Exercise description. Among the entries beneath this sentence, how many lines include the word "divisor"? Only the number is wanted.

The data.
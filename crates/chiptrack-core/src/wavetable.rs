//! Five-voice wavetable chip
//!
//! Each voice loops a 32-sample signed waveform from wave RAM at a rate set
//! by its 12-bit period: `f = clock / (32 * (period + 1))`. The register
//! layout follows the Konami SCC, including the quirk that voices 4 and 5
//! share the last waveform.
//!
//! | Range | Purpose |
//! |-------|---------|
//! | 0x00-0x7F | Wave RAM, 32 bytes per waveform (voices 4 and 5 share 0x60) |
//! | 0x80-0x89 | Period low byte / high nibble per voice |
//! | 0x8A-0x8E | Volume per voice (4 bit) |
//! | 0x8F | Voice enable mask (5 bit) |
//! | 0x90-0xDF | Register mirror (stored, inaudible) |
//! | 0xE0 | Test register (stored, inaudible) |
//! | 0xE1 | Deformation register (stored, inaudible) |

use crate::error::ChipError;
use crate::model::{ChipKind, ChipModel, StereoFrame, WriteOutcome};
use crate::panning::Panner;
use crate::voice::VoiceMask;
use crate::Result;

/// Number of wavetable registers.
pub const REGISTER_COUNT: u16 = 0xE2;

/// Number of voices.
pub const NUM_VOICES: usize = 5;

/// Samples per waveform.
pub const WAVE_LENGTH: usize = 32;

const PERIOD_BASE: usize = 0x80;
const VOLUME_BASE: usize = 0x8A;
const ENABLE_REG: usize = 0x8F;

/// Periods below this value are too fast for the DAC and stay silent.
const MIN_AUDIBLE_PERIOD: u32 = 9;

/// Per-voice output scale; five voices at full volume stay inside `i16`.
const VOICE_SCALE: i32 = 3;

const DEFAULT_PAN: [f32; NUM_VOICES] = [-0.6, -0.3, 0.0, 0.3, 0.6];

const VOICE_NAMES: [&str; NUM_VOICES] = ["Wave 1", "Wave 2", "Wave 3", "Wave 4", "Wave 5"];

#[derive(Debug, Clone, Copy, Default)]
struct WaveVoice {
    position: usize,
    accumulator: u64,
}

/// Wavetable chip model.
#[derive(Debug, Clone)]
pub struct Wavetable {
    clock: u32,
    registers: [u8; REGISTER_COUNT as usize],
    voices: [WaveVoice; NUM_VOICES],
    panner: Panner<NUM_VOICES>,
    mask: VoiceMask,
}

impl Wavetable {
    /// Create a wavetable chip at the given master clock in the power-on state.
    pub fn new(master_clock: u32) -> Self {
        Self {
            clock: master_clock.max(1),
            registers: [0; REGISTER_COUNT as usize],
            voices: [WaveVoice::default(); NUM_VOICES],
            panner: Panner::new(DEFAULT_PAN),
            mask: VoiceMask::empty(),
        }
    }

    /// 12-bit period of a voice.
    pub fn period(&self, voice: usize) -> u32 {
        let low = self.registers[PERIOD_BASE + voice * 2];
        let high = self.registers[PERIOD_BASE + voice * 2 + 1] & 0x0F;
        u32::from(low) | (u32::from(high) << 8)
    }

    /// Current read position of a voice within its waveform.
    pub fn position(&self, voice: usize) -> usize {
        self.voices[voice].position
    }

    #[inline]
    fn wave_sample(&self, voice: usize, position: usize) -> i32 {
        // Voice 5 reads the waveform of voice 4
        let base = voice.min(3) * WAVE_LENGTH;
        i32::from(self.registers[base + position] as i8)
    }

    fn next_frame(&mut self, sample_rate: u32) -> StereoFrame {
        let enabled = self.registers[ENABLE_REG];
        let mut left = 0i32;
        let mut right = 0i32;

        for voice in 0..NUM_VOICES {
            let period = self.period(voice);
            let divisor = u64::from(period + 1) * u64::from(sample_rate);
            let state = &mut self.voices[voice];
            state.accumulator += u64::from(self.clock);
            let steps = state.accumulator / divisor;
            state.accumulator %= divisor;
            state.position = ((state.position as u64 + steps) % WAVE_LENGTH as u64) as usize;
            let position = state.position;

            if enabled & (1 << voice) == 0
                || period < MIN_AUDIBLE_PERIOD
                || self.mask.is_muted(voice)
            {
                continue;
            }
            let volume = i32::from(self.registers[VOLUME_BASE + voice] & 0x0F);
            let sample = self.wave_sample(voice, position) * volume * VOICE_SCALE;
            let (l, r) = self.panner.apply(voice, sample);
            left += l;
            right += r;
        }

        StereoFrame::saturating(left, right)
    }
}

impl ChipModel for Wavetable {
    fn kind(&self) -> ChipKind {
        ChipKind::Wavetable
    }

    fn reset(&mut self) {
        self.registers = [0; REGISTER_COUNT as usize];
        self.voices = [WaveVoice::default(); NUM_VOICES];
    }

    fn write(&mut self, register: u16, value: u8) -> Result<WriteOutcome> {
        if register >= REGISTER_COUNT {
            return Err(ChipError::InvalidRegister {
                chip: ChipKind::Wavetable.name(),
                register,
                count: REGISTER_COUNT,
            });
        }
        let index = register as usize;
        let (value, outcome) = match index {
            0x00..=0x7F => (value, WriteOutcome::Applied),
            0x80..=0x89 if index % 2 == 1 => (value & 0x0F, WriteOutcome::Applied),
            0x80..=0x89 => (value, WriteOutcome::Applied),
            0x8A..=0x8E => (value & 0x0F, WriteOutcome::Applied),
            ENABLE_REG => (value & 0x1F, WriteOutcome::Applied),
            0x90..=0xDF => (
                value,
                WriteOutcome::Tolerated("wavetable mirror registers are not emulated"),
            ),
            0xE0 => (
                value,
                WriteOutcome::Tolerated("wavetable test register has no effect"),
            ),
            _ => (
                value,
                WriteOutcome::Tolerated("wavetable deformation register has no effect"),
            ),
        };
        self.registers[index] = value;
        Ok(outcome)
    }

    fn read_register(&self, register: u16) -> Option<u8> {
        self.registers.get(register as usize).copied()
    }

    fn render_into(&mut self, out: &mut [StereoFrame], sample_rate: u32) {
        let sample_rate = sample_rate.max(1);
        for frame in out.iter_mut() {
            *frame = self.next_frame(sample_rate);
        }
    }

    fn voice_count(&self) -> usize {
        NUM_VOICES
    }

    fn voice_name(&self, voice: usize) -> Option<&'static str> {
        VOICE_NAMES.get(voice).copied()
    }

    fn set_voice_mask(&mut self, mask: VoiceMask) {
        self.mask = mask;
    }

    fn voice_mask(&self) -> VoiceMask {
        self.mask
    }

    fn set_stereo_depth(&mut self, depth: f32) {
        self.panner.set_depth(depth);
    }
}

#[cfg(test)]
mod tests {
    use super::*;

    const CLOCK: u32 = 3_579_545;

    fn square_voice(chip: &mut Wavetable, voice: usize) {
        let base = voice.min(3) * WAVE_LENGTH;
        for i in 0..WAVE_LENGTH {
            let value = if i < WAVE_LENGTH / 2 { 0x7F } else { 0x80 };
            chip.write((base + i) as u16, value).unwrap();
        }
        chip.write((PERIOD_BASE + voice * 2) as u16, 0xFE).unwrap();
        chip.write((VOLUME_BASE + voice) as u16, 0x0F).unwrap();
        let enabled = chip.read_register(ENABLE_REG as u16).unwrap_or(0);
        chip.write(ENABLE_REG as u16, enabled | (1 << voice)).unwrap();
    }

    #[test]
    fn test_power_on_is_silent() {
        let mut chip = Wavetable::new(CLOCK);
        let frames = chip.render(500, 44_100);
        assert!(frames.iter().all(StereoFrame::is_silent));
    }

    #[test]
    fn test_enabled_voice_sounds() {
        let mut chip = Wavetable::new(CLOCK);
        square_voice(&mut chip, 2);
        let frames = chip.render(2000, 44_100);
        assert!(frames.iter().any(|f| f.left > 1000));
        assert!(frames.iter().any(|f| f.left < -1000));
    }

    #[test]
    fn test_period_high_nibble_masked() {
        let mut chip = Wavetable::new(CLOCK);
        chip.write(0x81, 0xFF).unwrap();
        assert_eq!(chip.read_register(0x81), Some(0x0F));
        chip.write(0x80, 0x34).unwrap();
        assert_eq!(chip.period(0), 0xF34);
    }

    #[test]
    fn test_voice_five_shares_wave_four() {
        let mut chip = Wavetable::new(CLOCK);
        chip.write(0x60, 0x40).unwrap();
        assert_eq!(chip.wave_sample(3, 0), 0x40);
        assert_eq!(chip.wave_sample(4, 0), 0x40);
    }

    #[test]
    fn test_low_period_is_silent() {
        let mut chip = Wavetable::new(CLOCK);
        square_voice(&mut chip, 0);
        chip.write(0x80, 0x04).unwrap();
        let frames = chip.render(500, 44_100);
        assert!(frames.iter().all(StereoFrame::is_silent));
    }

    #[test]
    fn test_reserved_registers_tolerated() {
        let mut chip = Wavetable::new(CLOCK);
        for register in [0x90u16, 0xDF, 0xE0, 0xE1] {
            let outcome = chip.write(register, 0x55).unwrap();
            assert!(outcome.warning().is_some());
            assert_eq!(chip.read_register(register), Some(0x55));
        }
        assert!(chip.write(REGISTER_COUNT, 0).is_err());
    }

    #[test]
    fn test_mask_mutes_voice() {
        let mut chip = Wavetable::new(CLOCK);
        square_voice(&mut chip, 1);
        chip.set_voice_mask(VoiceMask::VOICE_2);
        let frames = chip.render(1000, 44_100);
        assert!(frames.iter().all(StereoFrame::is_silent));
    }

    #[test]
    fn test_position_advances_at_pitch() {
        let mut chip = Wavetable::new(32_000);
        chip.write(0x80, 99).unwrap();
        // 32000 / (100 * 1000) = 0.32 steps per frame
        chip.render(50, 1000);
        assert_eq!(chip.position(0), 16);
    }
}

Result below. 3